- **Data extract**
//! Extract rows
//!
//! Every input file is a `$`-delimited text table with no header. At this
//! layer a row is just an ordered list of raw fields; positions are
//! interpreted by whichever stage consumes the row, using the column layout
//! from configuration.

use serde::{Deserialize, Serialize};
use std::fmt;

/// Field delimiter used by every extract
pub const FIELD_DELIMITER: char = '$';

/// The five extract tables plus the target drug list
#[derive(Debug, Clone, Copy, PartialEq, Eq, Hash, PartialOrd, Ord, Serialize, Deserialize)]
#[serde(rename_all = "snake_case")]
pub enum ExtractKind {
    /// One row per report with the scalar attributes
    Master,
    /// One row per drug administered on a report
    Drug,
    /// One row per reaction observed on a report
    Reaction,
    /// Duplicate/linked report references
    Link,
    /// Per-drug indications
    Indication,
    /// Plain list of drug names of interest
    DrugList,
}

impl ExtractKind {
    /// All kinds, in fetch order
    pub const ALL: [ExtractKind; 6] = [
        ExtractKind::Master,
        ExtractKind::Drug,
        ExtractKind::Reaction,
        ExtractKind::Link,
        ExtractKind::Indication,
        ExtractKind::DrugList,
    ];

    /// Short name used in logs and summaries
    pub fn as_str(&self) -> &'static str {
        match self {
            ExtractKind::Master => "master",
            ExtractKind::Drug => "drug",
            ExtractKind::Reaction => "reaction",
            ExtractKind::Link => "link",
            ExtractKind::Indication => "indication",
            ExtractKind::DrugList => "drug_list",
        }
    }
}

impl fmt::Display for ExtractKind {
    fn fmt(&self, f: &mut fmt::Formatter<'_>) -> fmt::Result {
        f.write_str(self.as_str())
    }
}

/// One line of an extract split on [`FIELD_DELIMITER`]
///
/// Ordering and hashing compare the raw field tuple, so identical lines
/// collapse when collected into a set.
#[derive(Debug, Clone, PartialEq, Eq, Hash, PartialOrd, Ord)]
pub struct ExtractRow {
    fields: Vec<String>,
}

impl ExtractRow {
    /// Splits a raw line into fields. A trailing carriage return is dropped.
    ///
    /// # Examples
    ///
    /// ```
    /// use vigil::domain::extract::ExtractRow;
    ///
    /// let row = ExtractRow::parse("1$42$\"TYLENOL\"\r");
    /// assert_eq!(row.len(), 3);
    /// assert_eq!(row.cleaned(2).as_deref(), Some("TYLENOL"));
    /// ```
    pub fn parse(line: &str) -> Self {
        let line = line.strip_suffix('\r').unwrap_or(line);
        Self {
            fields: line.split(FIELD_DELIMITER).map(str::to_string).collect(),
        }
    }

    /// Builds a row from already separated fields
    pub fn from_fields<I, S>(fields: I) -> Self
    where
        I: IntoIterator<Item = S>,
        S: Into<String>,
    {
        Self {
            fields: fields.into_iter().map(Into::into).collect(),
        }
    }

    /// Number of fields on the row
    pub fn len(&self) -> usize {
        self.fields.len()
    }

    /// Whether the row has no fields at all
    pub fn is_empty(&self) -> bool {
        self.fields.is_empty()
    }

    /// Whether the row carries at least `count` fields
    pub fn has_at_least(&self, count: usize) -> bool {
        self.fields.len() >= count
    }

    /// Raw field at `index`
    pub fn field(&self, index: usize) -> Option<&str> {
        self.fields.get(index).map(String::as_str)
    }

    /// Field at `index` with quoting removed, see [`clean_field`]
    pub fn cleaned(&self, index: usize) -> Option<String> {
        self.field(index).map(clean_field)
    }

    /// Cleaned field at `index`, or an empty string when the row is short
    pub fn cleaned_or_empty(&self, index: usize) -> String {
        self.cleaned(index).unwrap_or_default()
    }

    /// Raw fields in order
    pub fn fields(&self) -> &[String] {
        &self.fields
    }
}

/// Parsed rows of the five report extracts
#[derive(Debug, Clone, Default)]
pub struct ExtractSet {
    pub master: Vec<ExtractRow>,
    pub drug: Vec<ExtractRow>,
    pub reaction: Vec<ExtractRow>,
    pub link: Vec<ExtractRow>,
    pub indication: Vec<ExtractRow>,
}

impl ExtractSet {
    /// Row count per extract, for logging
    pub fn row_counts(&self) -> [(ExtractKind, usize); 5] {
        [
            (ExtractKind::Master, self.master.len()),
            (ExtractKind::Drug, self.drug.len()),
            (ExtractKind::Reaction, self.reaction.len()),
            (ExtractKind::Link, self.link.len()),
            (ExtractKind::Indication, self.indication.len()),
        ]
    }
}

/// Parses a whole extract, dropping blank lines
pub fn parse_rows<S: AsRef<str>>(lines: &[S]) -> Vec<ExtractRow> {
    lines
        .iter()
        .map(AsRef::as_ref)
        .filter(|line| !line.trim().is_empty())
        .map(ExtractRow::parse)
        .collect()
}

/// Removes field quoting
///
/// Surrounding whitespace and any run of leading or trailing `"` are
/// stripped, then escaped inner quotes (`\"`) are unescaped.
///
/// # Examples
///
/// ```
/// use vigil::domain::extract::clean_field;
///
/// assert_eq!(clean_field("\"Suspect\""), "Suspect");
/// assert_eq!(clean_field("\"5 \\\"extra\\\" mg\""), "5 \"extra\" mg");
/// assert_eq!(clean_field("plain"), "plain");
/// ```
pub fn clean_field(raw: &str) -> String {
    raw.trim().trim_matches('"').replace("\\\"", "\"")
}

/// Normalizes a free-text name for comparison: cleaned, trimmed, lowercased
pub fn normalize_name(raw: &str) -> String {
    clean_field(raw).trim().to_lowercase()
}
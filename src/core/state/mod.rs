// Cross-run state: the registry of emitted reports and deduplication against it

pub mod dedup;
pub mod registry;

pub use dedup::{DedupOutcome, Deduplicator};
pub use registry::ExistingReportRegistry;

- **What to produce**
Copy every line from the data that includes the string "domain".

- **Solution to this exercise**
    /// use vigil::domain::extract::ExtractRow;
/// use vigil::domain::extract::clean_field;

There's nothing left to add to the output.